Table 2: | Results of evaluation parameters in the solid set sprinkle systems |
Table 3: | Pressure variations in the solid set sprinkle systems |
Table 4: | Results of evaluation parameters in the wheel move systems |
Table 5: | Pressure variations in wheel move sprinkle systems |
Table 6: | Comparison of the two systems |
Pressure variance through the GK1 system was more than the maximum allowable friction losses due to the excessive length of lateral pipes despite there adequate stop to compensate for pressure losses hence the coefficient unity and distribution uniformity decreased throng entire system. Table 6 reflects the average distribution coefficient and potential efficiencies of water application for both solid set sprinkler and wheel move systems.
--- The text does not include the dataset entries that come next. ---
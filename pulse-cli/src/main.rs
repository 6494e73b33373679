use anyhow::{Context, Result};
use clap::Parser;
use pulse_config::{ConfigLoader, LogLevel, LoggingConfig, PulseConfig};
use pulse_http::HttpManager;
use pulse_runner::{CancellationToken, TestLoopController, TriggerMessage};
use std::path::PathBuf;
use std::str::FromStr;
use std::sync::Arc;
use tokio::io::AsyncReadExt;
use tracing::{error, info, warn};

mod cli;
mod logging;
mod sink;

use cli::{Cli, Commands};

/// Load configuration from file or the environment
fn load_config(config_path: Option<&PathBuf>) -> Result<PulseConfig> {
    let config_path = match config_path {
        Some(path) if !path.exists() => {
            warn!("Configuration file not found: {:?}. Using environment.", path);
            None
        }
        other => other,
    };

    ConfigLoader::new()
        .load(config_path)
        .context(match config_path {
            Some(path) => format!("Failed to load configuration from {:?}", path),
            None => "Failed to load configuration from environment".to_string(),
        })
}

/// Read a trigger message from a file, or from stdin for `-`
async fn read_message(source: &str) -> Result<TriggerMessage> {
    let content = if source == "-" {
        let mut buffer = String::new();
        tokio::io::stdin()
            .read_to_string(&mut buffer)
            .await
            .context("Failed to read trigger message from stdin")?;
        buffer
    } else {
        tokio::fs::read_to_string(source)
            .await
            .context(format!("Failed to read trigger message from {}", source))?
    };

    TriggerMessage::from_json(&content).context("Failed to decode trigger message")
}

async fn shutdown_signal() {
    let ctrl_c = async {
        if let Err(e) = tokio::signal::ctrl_c().await {
            error!("Failed to install Ctrl+C handler: {}", e);
            std::future::pending::<()>().await;
        }
    };

    #[cfg(unix)]
    let terminate = async {
        match tokio::signal::unix::signal(tokio::signal::unix::SignalKind::terminate()) {
            Ok(mut signal) => {
                signal.recv().await;
            }
            Err(e) => {
                error!("Failed to install SIGTERM handler: {}", e);
                std::future::pending::<()>().await;
            }
        }
    };

    #[cfg(not(unix))]
    let terminate = std::future::pending::<()>();

    tokio::select! {
        _ = ctrl_c => {},
        _ = terminate => {},
    }

    info!("Shutdown signal received, stopping test loop");
}

async fn run(config: PulseConfig, message: TriggerMessage) -> Result<()> {
    let (test_config, cases) = message
        .into_parts(&config.target)
        .context("Invalid test configuration")?;

    let client = HttpManager::with_config(config.http.clone().into())
        .context("Failed to build HTTP client")?;
    let sink = sink::build_sink(&config.metrics).await?;
    info!("Publishing metrics via {} backend", sink.name());

    let controller = TestLoopController::new(test_config, Arc::new(client), sink);

    let token = CancellationToken::new();
    let signal_token = token.clone();
    tokio::spawn(async move {
        shutdown_signal().await;
        signal_token.cancel();
    });

    let report = controller.run_until_cancelled(&cases, token).await?;
    println!("{}", serde_json::to_string_pretty(&report)?);
    Ok(())
}

fn check(config: PulseConfig, message: TriggerMessage) -> Result<()> {
    let case_count = message.test_data.len();
    let (test_config, _) = message
        .into_parts(&config.target)
        .context("Invalid test configuration")?;

    println!(
        "OK: {} test cases for {}/{} every {}s for {}s",
        case_count,
        test_config.project_name(),
        test_config.project_stage(),
        test_config.interval_seconds(),
        test_config.duration_seconds()
    );
    Ok(())
}

#[tokio::main]
async fn main() -> Result<()> {
    let cli = Cli::parse();

    if let Commands::SampleConfig = cli.command {
        print!("{}", PulseConfig::generate_sample());
        return Ok(());
    }

    let config = load_config(cli.config.as_ref());

    let mut logging = config
        .as_ref()
        .map(|c| c.logging.clone())
        .unwrap_or_else(|_| LoggingConfig::default());
    if let Some(ref level) = cli.log_level {
        logging.level = LogLevel::from_str(level)
            .map_err(|e| anyhow::anyhow!("Invalid log level '{}': {}", level, e))?;
    }
    logging::init_logging(&logging)?;

    let config = config?;

    match cli.command {
        Commands::Run { message } => {
            let message = read_message(&message).await?;
            run(config, message).await
        }
        Commands::Check { message } => {
            let message = read_message(&message).await?;
            check(config, message)
        }
        Commands::SampleConfig => Ok(()),
    }
}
It can be inferred that the values of the aforementioned parameters are considerably higher for wheel moves than solid set systems.
With due regard to the fact that the areas for both types of the systems and the number of operating sprinklers at the same time were not similar, pressure and sprinklers efficiencies were different in the both systems thus comparing two systems on the surface of the experimental block would result in more accurate data. It can be concluded that for the experimental block, coefficient uniformity and potential efficiencies of water application in the wheel move systems were higher than those in the solid set systems. However in high wind velocity conditions, heavy soil texture with high degree of cohesion performance of the wheel move irrigation system is much weaker than the solid set system. Since by selecting adequate time step and sufficient irrigation the actual efficiency of the system can be enhanced enough to meet the potential efficiency. Of note is that the scarcity of water resources causes low irrigation which in turn increases the potential efficiency values.